Trade pathways are changing. As agricultural production zones shift in response to climate change — wine grapes moving from southern to central Victoria, tropical fruits expanding further south — new trade pathways develop that may not have established biosecurity protocols. New crops in new areas mean new pest-pathway combinations that risk assessors haven’t previously evaluated.

Adaptation Strategies

Effective response to climate-driven pest range shifts requires integration between biosecurity, forestry management, and agricultural planning.

Predictive modelling — using climate projections to forecast where pest populations will be in 10, 20, and 50 years — should inform long-term investment in surveillance and management infrastructure. Reactive responses to established pests are orders of magnitude more expensive than proactive surveillance in areas of emerging risk.

Breeding programmes for pest-resistant crop and timber varieties need to account for future pest exposure, not just current threats. A pine variety that resists today’s dominant bark beetle but is susceptible to a species that’s currently 500 km away may not be a good long-term investment.
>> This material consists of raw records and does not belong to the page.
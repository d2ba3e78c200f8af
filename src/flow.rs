//! Submission state machine for the create-invoice screen.
//!
//! `Idle -> Submitting -> Succeeded`, or back to `Idle` carrying the error
//! and the untouched draft. There is no retry; the user resubmits.

use reqwest::Url;
use tracing::{debug, warn};

use crate::api::{ApiError, InvoiceService};
use crate::draft::InvoiceDraft;
use crate::model::{InvoiceRequest, PaymentMode};
use crate::validation::{self, ValidationError, ValidationPolicy};

#[derive(Debug, thiserror::Error)]
pub enum SubmitError {
    #[error(transparent)]
    Invalid(#[from] ValidationError),

    #[error("Failed to generate invoice: {0}")]
    Service(#[from] ApiError),
}

#[derive(Debug)]
pub enum SubmissionFlow {
    Idle {
        draft: InvoiceDraft,
        error: Option<SubmitError>,
    },
    Submitting {
        draft: InvoiceDraft,
        request: InvoiceRequest,
    },
    Succeeded {
        pdf_url: Url,
        /// Fresh form to return to once the PDF has been shown.
        next: InvoiceDraft,
    },
}

impl SubmissionFlow {
    pub fn new(draft: InvoiceDraft) -> Self {
        SubmissionFlow::Idle { draft, error: None }
    }

    pub fn is_submitting(&self) -> bool {
        matches!(self, SubmissionFlow::Submitting { .. })
    }

    pub fn draft(&self) -> &InvoiceDraft {
        match self {
            SubmissionFlow::Idle { draft, .. } | SubmissionFlow::Submitting { draft, .. } => draft,
            SubmissionFlow::Succeeded { next, .. } => next,
        }
    }

    pub fn error(&self) -> Option<&SubmitError> {
        match self {
            SubmissionFlow::Idle { error, .. } => error.as_ref(),
            _ => None,
        }
    }

    /// Replaces the draft while idle, clearing the previous error.
    pub fn edit(self, f: impl FnOnce(InvoiceDraft) -> InvoiceDraft) -> Self {
        match self {
            SubmissionFlow::Idle { draft, .. } => SubmissionFlow::new(f(draft)),
            other => {
                debug!("draft is locked outside the idle state");
                other
            }
        }
    }

    /// Validates and normalizes the draft. Only a valid draft moves to
    /// `Submitting`; any other state is returned unchanged.
    pub fn begin(self, policy: &ValidationPolicy) -> Self {
        match self {
            SubmissionFlow::Idle { draft, .. } => match validation::prepare(&draft, policy) {
                Ok(request) => SubmissionFlow::Submitting { draft, request },
                Err(e) => {
                    debug!(error = %e, "draft rejected");
                    SubmissionFlow::Idle { draft, error: Some(e.into()) }
                }
            },
            other => {
                debug!("submission already in flight or finished");
                other
            }
        }
    }

    /// Resolves an in-flight submission with the service's answer.
    pub fn complete(self, outcome: Result<Url, ApiError>, payment_mode: PaymentMode) -> Self {
        match self {
            SubmissionFlow::Submitting { draft, .. } => match outcome {
                Ok(pdf_url) => {
                    SubmissionFlow::Succeeded { pdf_url, next: InvoiceDraft::new(payment_mode) }
                }
                Err(e) => {
                    warn!(error = %e, "invoice submission failed");
                    SubmissionFlow::Idle { draft, error: Some(e.into()) }
                }
            },
            other => other,
        }
    }

    /// `begin`, call the service, then `complete`.
    pub fn submit<S: InvoiceService>(
        self,
        service: &S,
        policy: &ValidationPolicy,
        default_mode: &PaymentMode,
    ) -> Self {
        let flow = self.begin(policy);
        let outcome = match &flow {
            SubmissionFlow::Submitting { request, .. } => Some(service.create_invoice(request)),
            _ => None,
        };
        match outcome {
            Some(outcome) => flow.complete(outcome, default_mode.clone()),
            None => flow,
        }
    }

    /// Leaves the result display, returning to an empty form.
    pub fn acknowledge(self) -> Self {
        match self {
            SubmissionFlow::Succeeded { next, .. } => SubmissionFlow::new(next),
            other => other,
        }
    }
}

#[cfg(test)]
mod tests {
    use std::cell::{Cell, RefCell};

    use rust_decimal::Decimal;

    use super::*;
    use crate::draft::{DraftEdit, ItemEdit};
    use crate::model::{Category, InvoiceRecord};

    struct FakeService {
        answer: RefCell<Option<Result<Url, ApiError>>>,
        calls: Cell<usize>,
        last: RefCell<Option<InvoiceRequest>>,
    }

    impl FakeService {
        fn answering(answer: Result<Url, ApiError>) -> Self {
            FakeService {
                answer: RefCell::new(Some(answer)),
                calls: Cell::new(0),
                last: RefCell::new(None),
            }
        }
    }

    impl InvoiceService for FakeService {
        fn create_invoice(&self, request: &InvoiceRequest) -> Result<Url, ApiError> {
            self.calls.set(self.calls.get() + 1);
            *self.last.borrow_mut() = Some(request.clone());
            self.answer.borrow_mut().take().unwrap_or(Err(ApiError::MissingPdfUrl))
        }

        fn list_invoices(&self) -> Result<Vec<InvoiceRecord>, ApiError> {
            Ok(Vec::new())
        }

        fn search_invoices(&self, _term: &str) -> Result<Vec<InvoiceRecord>, ApiError> {
            Ok(Vec::new())
        }
    }

    fn raj_draft() -> InvoiceDraft {
        InvoiceDraft::default()
            .apply(DraftEdit::CustomerName("Raj".into()))
            .apply(DraftEdit::CustomerAddress("Delhi".into()))
            .apply(DraftEdit::Item(0, ItemEdit::ItemName("X".into())))
            .apply(DraftEdit::Item(0, ItemEdit::Price(Decimal::from(100))))
            .apply(DraftEdit::Item(0, ItemEdit::Imei1("123456789012345".into())))
    }

    fn pdf() -> Url {
        Url::parse("https://x/y.pdf").unwrap()
    }

    #[test]
    fn success_shows_pdf_and_resets_draft() {
        let service = FakeService::answering(Ok(pdf()));
        let flow = SubmissionFlow::new(raj_draft()).submit(
            &service,
            &ValidationPolicy::default(),
            &PaymentMode::default(),
        );

        match &flow {
            SubmissionFlow::Succeeded { pdf_url, next } => {
                assert_eq!(pdf_url.as_str(), "https://x/y.pdf");
                assert_eq!(next, &InvoiceDraft::default());
                assert_eq!(next.items[0].category(), Category::Phone);
            }
            other => panic!("unexpected state {other:?}"),
        }
        let sent = service.last.borrow().clone().unwrap();
        assert_eq!(sent.customer_name, "Raj");
        assert_eq!(sent.items[0].charger_name, None);

        let flow = flow.acknowledge();
        assert!(flow.error().is_none());
        assert_eq!(flow.draft(), &InvoiceDraft::default());
    }

    #[test]
    fn invalid_draft_never_reaches_the_service() {
        let service = FakeService::answering(Ok(pdf()));
        let draft = raj_draft().apply(DraftEdit::CustomerName(" ".into()));
        let flow = SubmissionFlow::new(draft.clone()).submit(
            &service,
            &ValidationPolicy::default(),
            &PaymentMode::default(),
        );

        assert_eq!(service.calls.get(), 0);
        assert_eq!(flow.draft(), &draft);
        assert!(matches!(
            flow.error(),
            Some(SubmitError::Invalid(ValidationError::CustomerNameRequired))
        ));
    }

    #[test]
    fn service_failure_keeps_the_draft() {
        let service = FakeService::answering(Err(ApiError::MissingPdfUrl));
        let flow = SubmissionFlow::new(raj_draft()).submit(
            &service,
            &ValidationPolicy::default(),
            &PaymentMode::default(),
        );

        assert_eq!(service.calls.get(), 1);
        assert_eq!(flow.draft(), &raj_draft());
        let error = flow.error().unwrap();
        assert_eq!(
            error.to_string(),
            "Failed to generate invoice: invoice service did not return a PDF link"
        );
    }

    #[test]
    fn second_begin_while_submitting_is_refused() {
        let policy = ValidationPolicy::default();
        let flow = SubmissionFlow::new(raj_draft()).begin(&policy);
        assert!(flow.is_submitting());

        let flow = flow.begin(&policy).edit(|d| d.apply(DraftEdit::CustomerName("Other".into())));
        assert!(flow.is_submitting());
        assert_eq!(flow.draft().customer_name, "Raj");
    }

    #[test]
    fn editing_clears_the_previous_error() {
        let policy = ValidationPolicy::default();
        let flow = SubmissionFlow::new(raj_draft().apply(DraftEdit::Item(0, ItemEdit::Quantity(0))))
            .begin(&policy);
        assert!(flow.error().is_some());

        let flow = flow
            .edit(|d| d.apply(DraftEdit::Item(0, ItemEdit::Quantity(2))))
            .begin(&policy);
        assert!(flow.is_submitting());
    }
}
And international collaboration on pest surveillance data sharing is more important than ever. Pest range expansions don’t respect national borders. A moth species expanding its range in Papua New Guinea today may be on Australia’s doorstep in a decade. The earlier that information flows across borders, the more time importing countries have to prepare.

Climate change is rewriting the rules of biosecurity. The frameworks, standards, and resource allocations developed for a stable climate need to evolve — and quickly — to keep pace with the pests that are already on the move.